Galia Ackerman — Monsieur Latushka, vous avez fait partie de l’élite du régime biélorusse. À ce titre, vous connaissez bien le président Loukachenko. Comment expliquez-vous sa longévité au pouvoir ? Par son charisme ?
Pavel Latushka — Sans aucun doute. C’est un homme qui possède un charisme puissant… Il sait influencer les gens, et je dirais même les masses. Je l’ai constaté à plusieurs reprises. Lorsqu’on lui parle, on ressent une sorte de pression, comme s’il voulait écraser son interlocuteur, le désarmer, le soumettre à sa volonté. Lors des réunions de travail du gouvernement, tous les participants ont la tête baissée ; ils prennent des notes sans lever les yeux vers Loukachenko.
G. A. — Vous aussi ?
P. L. — Je ne voudrais pas paraître plus courageux que je ne le suis, mais je peux vous assurer que, moi, je levais les yeux et je ne courbais pas l’échine. Bien que je fusse plus jeune que la plupart des membres du gouvernement, Loukachenko me vouvoyait, alors qu’il tutoie pratiquement tout le monde, selon la vieille pratique soviétique. Peut-être mon dos droit l’impressionnait-il…

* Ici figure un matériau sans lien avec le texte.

use orgstore_core::{EventKind, OrgStore, UpsertCandidate};
use serde_json::json;
use std::collections::BTreeMap;

fn open_store(dir: &tempfile::TempDir) -> OrgStore {
    OrgStore::open(dir.path().join("org_store.json")).unwrap()
}

fn candidate(name: &str, phone: &str, email: &str) -> UpsertCandidate {
    UpsertCandidate {
        name: name.to_string(),
        phone: phone.to_string(),
        email: email.to_string(),
        source: "test".to_string(),
        ..UpsertCandidate::default()
    }
}

#[test]
fn matching_normalized_phone_merges_instead_of_creating() {
    let dir = tempfile::tempdir().unwrap();
    let mut store = open_store(&dir);

    let first = store
        .upsert_person(candidate("Alice", "138-0013-8000", ""))
        .unwrap();
    assert!(first.created);

    let second = store
        .upsert_person(candidate("Alice Chen", "(138) 0013 8000", ""))
        .unwrap();
    assert!(!second.created);
    assert_eq!(second.person_id, first.person_id);
    assert_eq!(store.people().len(), 1);
    // Last import wins for the non-empty name.
    assert_eq!(store.person(first.person_id).unwrap().name, "Alice Chen");
}

#[test]
fn email_is_used_when_no_phone_is_present() {
    let dir = tempfile::tempdir().unwrap();
    let mut store = open_store(&dir);

    let first = store
        .upsert_person(candidate("Bob", "", "Bob@Example.com"))
        .unwrap();
    let second = store
        .upsert_person(candidate("Bobby", "", " bob@example.COM "))
        .unwrap();

    assert!(!second.created);
    assert_eq!(second.person_id, first.person_id);
    assert_eq!(store.people().len(), 1);
}

#[test]
fn candidates_without_contacts_never_merge() {
    let dir = tempfile::tempdir().unwrap();
    let mut store = open_store(&dir);

    let first = store.upsert_person(candidate("Ghost", "", "")).unwrap();
    let second = store.upsert_person(candidate("Ghost", "", "")).unwrap();

    assert!(first.created);
    assert!(second.created);
    assert_ne!(first.person_id, second.person_id);
    assert_eq!(store.people().len(), 2);
}

#[test]
fn merge_overwrites_non_empty_and_never_erases() {
    let dir = tempfile::tempdir().unwrap();
    let mut store = open_store(&dir);

    let mut one = candidate("Alice", "13800138000", "");
    one.profile = BTreeMap::from([
        ("city".to_string(), json!("Paris")),
        ("title".to_string(), json!("engineer")),
    ]);
    let id = store.upsert_person(one).unwrap().person_id;

    let mut two = candidate("", "13800138000", "");
    two.profile = BTreeMap::from([
        ("city".to_string(), json!("")),
        ("title".to_string(), json!("manager")),
        ("team".to_string(), json!(serde_json::Value::Null)),
    ]);
    store.upsert_person(two).unwrap();

    let person = store.person(id).unwrap();
    // Empty name and empty/null profile values never erase existing data.
    assert_eq!(person.name, "Alice");
    assert_eq!(person.profile["city"], json!("Paris"));
    assert!(!person.profile.contains_key("team"));
    // Conflicting non-empty values resolve last-import-wins.
    assert_eq!(person.profile["title"], json!("manager"));
}

#[test]
fn three_rows_with_two_shared_phones_produce_two_people() {
    let dir = tempfile::tempdir().unwrap();
    let mut store = open_store(&dir);

    store
        .upsert_person(candidate("Row1", "138 0013 8000", ""))
        .unwrap();
    store
        .upsert_person(candidate("Row2", "13800138000", ""))
        .unwrap();
    store
        .upsert_person(candidate("Row3", "13900139000", ""))
        .unwrap();

    assert_eq!(store.people().len(), 2);
}

#[test]
fn identity_lookup_uses_current_candidate_data_only() {
    let dir = tempfile::tempdir().unwrap();
    let mut store = open_store(&dir);

    let id = store
        .upsert_person(candidate("Alice", "13800138000", "alice@example.com"))
        .unwrap()
        .person_id;

    // Phone-first precedence: a lookup carrying the phone resolves by phone.
    let by_phone = store.find_person_by_identity("(138)0013-8000", "");
    assert_eq!(by_phone.map(|p| p.id), Some(id));

    // The stored key is phone-based, so an email-only lookup misses; key
    // drift between imports is a documented limitation, not auto-repaired.
    assert!(store
        .find_person_by_identity("", "alice@example.com")
        .is_none());
    assert!(store.find_person_by_identity("", "").is_none());
}

#[test]
fn baseline_on_new_person_becomes_base_score_without_events() {
    let dir = tempfile::tempdir().unwrap();
    let mut store = open_store(&dir);

    let mut row = candidate("Alice", "13800138000", "");
    row.baseline = Some(85.0);
    let id = store.upsert_person(row).unwrap().person_id;

    let person = store.person(id).unwrap();
    assert_eq!(person.performance.base_score, 85.0);
    assert!(person.performance.events.is_empty());
    assert_eq!(store.current_score(id), Some(85.0));
}

#[test]
fn baseline_on_existing_person_appends_an_audit_event() {
    let dir = tempfile::tempdir().unwrap();
    let mut store = open_store(&dir);

    let mut row = candidate("Alice", "13800138000", "");
    row.baseline = Some(85.0);
    let id = store.upsert_person(row).unwrap().person_id;

    let mut again = candidate("Alice", "13800138000", "");
    again.baseline = Some(7.0);
    store.upsert_person(again).unwrap();

    let person = store.person(id).unwrap();
    assert_eq!(person.performance.base_score, 85.0);
    assert_eq!(person.performance.events.len(), 1);
    assert_eq!(person.performance.events[0].kind, EventKind::ImportBase);
    assert_eq!(store.current_score(id), Some(92.0));
}

#[test]
fn upsert_records_import_provenance() {
    let dir = tempfile::tempdir().unwrap();
    let mut store = open_store(&dir);

    let mut row = candidate("Alice", "13800138000", "");
    row.source = "csv_import".to_string();
    let id = store.upsert_person(row).unwrap().person_id;

    let mut again = candidate("Alice", "13800138000", "");
    again.source = "resume_import".to_string();
    store.upsert_person(again).unwrap();

    let kinds: Vec<&str> = store
        .person(id)
        .unwrap()
        .sources
        .iter()
        .map(|s| s.kind.as_str())
        .collect();
    assert_eq!(kinds, vec!["csv_import", "resume_import"]);
}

G. A. — Après des mois de révolte populaire, diriez-vous que son charisme opère encore ?
P. L. — Le charisme de Loukachenko est clairement en panne. Je ne sais pas si vous avez vu ces images d’ouvriers et de représentants de diverses organisations alignés devant lui, affublés d’uniformes spécialement achetés à l’occasion : ces gens ont des visages de pierre, totalement inexpressifs. Ils ne croient plus en lui, c’est tout.
G. A. — Ce n’est pas la première fois qu’une réélection de Loukachenko provoque des protestations. Mais jamais elles n’ont atteint une telle ampleur. Que s’est-il passé ? Pourquoi la coupe de la patience populaire a-t-elle débordé ? Est-ce la gestion désastreuse de l’épidémie de Covid ou des raisons plus profondes qui ont poussé les Biélorusses à descendre en masse dans la rue ?
P. L. — Il faut comprendre comment, pendant des années, Loukachenko s’est servi de la carte russe. Il faisait du chantage à Moscou : « Je reste loyal à condition qu’en échange vous m’octroyiez quelques avantages. Et si vous ne me les accordez pas, je me tourne vers quelqu’un d’autre. » La Russie, qui ne voulait pas « lâcher » la Biélorussie, a été obligée de payer. Au fond, Loukachenko arrivait à maintenir à flot une économie à bout de souffle grâce à l’argent russe et aux tarifs préférentiels qui étaient consentis à la Biélorussie pour certains produits, en particulier l’énergie. Loukachenko achetait le pétrole brut et le gaz russes pratiquement au prix du marché intérieur, et il revendait sur les marchés mondiaux du pétrole raffiné et divers produits fabriqués dans nos usines pétrochimiques. Ce système lui donnait les moyens d’assurer l’entretien de ses forces armées, de ses services secrets, de ses fonctionnaires, et de rester ainsi aux manettes du pays. Au fil des années, il a réussi à soutirer à la Russie un pactole estimé à 116 milliards de dollars. Or, aujourd’hui, c’est la débâcle économique : pendant tout ce temps, Loukachenko n’a pas créé de modèle …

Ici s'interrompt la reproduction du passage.